TASK STATEMENT:
From the first line of the records down to the one that holds "pub const DEFAULT_MODULE_NAME: &str", transcribe each line exactly and add nothing.

SOURCE MATERIAL:
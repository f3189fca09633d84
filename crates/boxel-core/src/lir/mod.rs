//! Typed control-flow graph produced by instruction selection.

use derive_more::Display;
use itertools::Itertools;

pub mod pretty;
pub mod ty;

pub use ty::Ty;
pub type LirType = Ty;
pub type LirId = u32;
pub type RegisterId = u32;
pub type BasicBlockId = u32;

pub const DEFAULT_MODULE_NAME: &str = "a.out";

#[derive(Debug, Clone, PartialEq)]
pub struct LirProgram {
    pub name: String,
    pub type_definitions: Vec<LirTypeDefinition>,
    pub externals: Vec<LirExternal>,
    pub globals: Vec<LirGlobal>,
    pub functions: Vec<LirFunction>,
}

/// A body-less function declaration, typically a runtime helper.
#[derive(Debug, Clone, PartialEq)]
pub struct LirExternal {
    pub name: String,
    pub signature: LirFunctionSignature,
}

#[derive(Debug, Clone, PartialEq)]
pub struct LirFunction {
    pub name: String,
    pub signature: LirFunctionSignature,
    pub basic_blocks: Vec<LirBasicBlock>,
    pub locals: Vec<LirLocal>,
    pub linkage: Linkage,
}

#[derive(Debug, Clone, PartialEq, Eq, Hash)]
pub struct LirFunctionSignature {
    pub params: Vec<LirType>,
    pub return_type: LirType,
    pub is_variadic: bool,
}

#[derive(Debug, Clone, PartialEq)]
pub struct LirBasicBlock {
    pub id: BasicBlockId,
    pub label: Option<String>,
    pub instructions: Vec<LirInstruction>,
    pub terminator: LirTerminator,
    pub predecessors: Vec<BasicBlockId>,
    pub successors: Vec<BasicBlockId>,
}

#[derive(Debug, Clone, PartialEq)]
pub struct LirInstruction {
    pub id: LirId,
    pub kind: LirInstructionKind,
    pub type_hint: Option<LirType>,
}

#[derive(Debug, Clone, PartialEq)]
pub enum LirInstructionKind {
    /// Stack slot of `ty`; the result is a pointer to it.
    Alloca { ty: LirType },
    Load { address: LirValue },
    /// Produces no value, but still consumes an id.
    Store { value: LirValue, address: LirValue },
    Call { function: LirValue, args: Vec<LirValue> },
}

#[derive(Debug, Clone, PartialEq)]
pub enum LirTerminator {
    Return(Option<LirValue>),
    Br(BasicBlockId),
    CondBr {
        condition: LirValue,
        if_true: BasicBlockId,
        if_false: BasicBlockId,
    },
    Unreachable,
}

#[derive(Debug, Clone, PartialEq)]
pub enum LirValue {
    /// Result of the instruction with this id.
    Register(RegisterId),
    Constant(LirConstant),
    /// Address of a named global of the given type.
    Global(String, Ty),
    /// A function or helper referenced by name.
    Function(String),
    /// Function parameter by position.
    Local(u32),
}

#[derive(Debug, Clone, PartialEq)]
pub enum LirConstant {
    Int(i64, LirType),
    Float(f64, LirType),
    Bool(bool),
    /// Text of a null-terminated byte string.
    String(String),
    /// Canonical all-zero value of a type.
    ZeroInit(LirType),
}

#[derive(Debug, Clone, PartialEq)]
pub struct LirGlobal {
    pub name: String,
    pub ty: LirType,
    pub initializer: Option<LirConstant>,
    pub linkage: Linkage,
    pub is_constant: bool,
}

#[derive(Debug, Clone, PartialEq)]
pub struct LirTypeDefinition {
    pub name: String,
    pub ty: LirType,
}

#[derive(Debug, Clone, PartialEq)]
pub struct LirLocal {
    pub id: u32,
    pub ty: LirType,
    pub name: Option<String>,
    pub is_argument: bool,
}

#[derive(Debug, Clone, Copy, PartialEq, Eq, Default, Display)]
pub enum Linkage {
    #[default]
    #[display("external")]
    External,
    #[display("internal")]
    Internal,
    #[display("private")]
    Private,
}

impl LirProgram {
    pub fn new(name: impl Into<String>) -> Self {
        Self {
            name: name.into(),
            type_definitions: Vec::new(),
            externals: Vec::new(),
            globals: Vec::new(),
            functions: Vec::new(),
        }
    }

    pub fn add_function(&mut self, function: LirFunction) {
        self.functions.push(function);
    }

    pub fn add_global(&mut self, global: LirGlobal) {
        self.globals.push(global);
    }

    pub fn add_external(&mut self, external: LirExternal) {
        self.externals.push(external);
    }

    pub fn add_type_definition(&mut self, definition: LirTypeDefinition) {
        self.type_definitions.push(definition);
    }

    pub fn type_definition(&self, name: &str) -> Option<&LirTypeDefinition> {
        self.type_definitions.iter().find(|def| def.name == name)
    }

    pub fn external(&self, name: &str) -> Option<&LirExternal> {
        self.externals.iter().find(|ext| ext.name == name)
    }

    pub fn function(&self, name: &str) -> Option<&LirFunction> {
        self.functions.iter().find(|func| func.name == name)
    }
}

impl Default for LirProgram {
    fn default() -> Self {
        Self::new(DEFAULT_MODULE_NAME)
    }
}

impl LirFunctionSignature {
    pub fn new(params: Vec<LirType>, return_type: LirType) -> Self {
        Self {
            params,
            return_type,
            is_variadic: false,
        }
    }

    pub fn ty(&self) -> Ty {
        Ty::Function {
            return_type: Box::new(self.return_type.clone()),
            param_types: self.params.clone(),
            is_variadic: self.is_variadic,
        }
    }
}

impl std::fmt::Display for LirFunctionSignature {
    fn fmt(&self, f: &mut std::fmt::Formatter<'_>) -> std::fmt::Result {
        self.ty().fmt(f)
    }
}

impl LirFunction {
    pub fn new(name: impl Into<String>, signature: LirFunctionSignature, linkage: Linkage) -> Self {
        Self {
            name: name.into(),
            signature,
            basic_blocks: Vec::new(),
            locals: Vec::new(),
            linkage,
        }
    }

    pub fn add_basic_block(&mut self, block: LirBasicBlock) {
        self.basic_blocks.push(block);
    }

    pub fn get_basic_block_mut(&mut self, id: BasicBlockId) -> Option<&mut LirBasicBlock> {
        self.basic_blocks.iter_mut().find(|bb| bb.id == id)
    }

    /// Set the terminator of `block` and record the resulting CFG edges.
    /// Returns `false` if the block does not exist.
    pub fn set_terminator(&mut self, block: BasicBlockId, terminator: LirTerminator) -> bool {
        let successors = terminator.successors();
        let previous = match self.get_basic_block_mut(block) {
            Some(bb) => {
                let previous = std::mem::take(&mut bb.successors);
                bb.successors = successors.iter().copied().unique().collect();
                bb.set_terminator(terminator);
                previous
            }
            None => return false,
        };
        for old in previous {
            if let Some(bb) = self.get_basic_block_mut(old) {
                bb.predecessors.retain(|pred| *pred != block);
            }
        }
        for succ in successors {
            if let Some(bb) = self.get_basic_block_mut(succ) {
                if !bb.predecessors.contains(&block) {
                    bb.predecessors.push(block);
                }
            }
        }
        true
    }

    pub fn instructions(&self) -> impl Iterator<Item = &LirInstruction> {
        self.basic_blocks.iter().flat_map(|bb| bb.instructions.iter())
    }
}

impl LirBasicBlock {
    pub fn new(id: BasicBlockId, label: Option<String>) -> Self {
        Self {
            id,
            label,
            instructions: Vec::new(),
            terminator: LirTerminator::Unreachable,
            predecessors: Vec::new(),
            successors: Vec::new(),
        }
    }

    pub fn add_instruction(&mut self, instruction: LirInstruction) {
        self.instructions.push(instruction);
    }

    pub fn set_terminator(&mut self, terminator: LirTerminator) {
        self.terminator = terminator;
    }
}

impl LirInstruction {
    pub fn new(id: LirId, kind: LirInstructionKind) -> Self {
        Self {
            id,
            kind,
            type_hint: None,
        }
    }

    pub fn with_type(mut self, ty: LirType) -> Self {
        self.type_hint = Some(ty);
        self
    }
}

impl LirTerminator {
    pub fn successors(&self) -> Vec<BasicBlockId> {
        match self {
            LirTerminator::Br(target) => vec![*target],
            LirTerminator::CondBr {
                if_true, if_false, ..
            } => vec![*if_true, *if_false],
            LirTerminator::Return(_) | LirTerminator::Unreachable => Vec::new(),
        }
    }
}

impl LirConstant {
    pub fn ty(&self) -> LirType {
        match self {
            LirConstant::Int(_, ty) | LirConstant::Float(_, ty) | LirConstant::ZeroInit(ty) => {
                ty.clone()
            }
            LirConstant::Bool(_) => Ty::I1,
            LirConstant::String(text) => Ty::Array(Box::new(Ty::I8), text.len() as u64 + 1),
        }
    }
}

REPLY:
repository f3189fca09633d84
filename crates/boxel-core/src/lir/mod.rs
//! Typed control-flow graph produced by instruction selection.

use derive_more::Display;
use itertools::Itertools;

pub mod pretty;
pub mod ty;

pub use ty::Ty;
pub type LirType = Ty;
pub type LirId = u32;
pub type RegisterId = u32;
pub type BasicBlockId = u32;

pub const DEFAULT_MODULE_NAME: &str = "a.out";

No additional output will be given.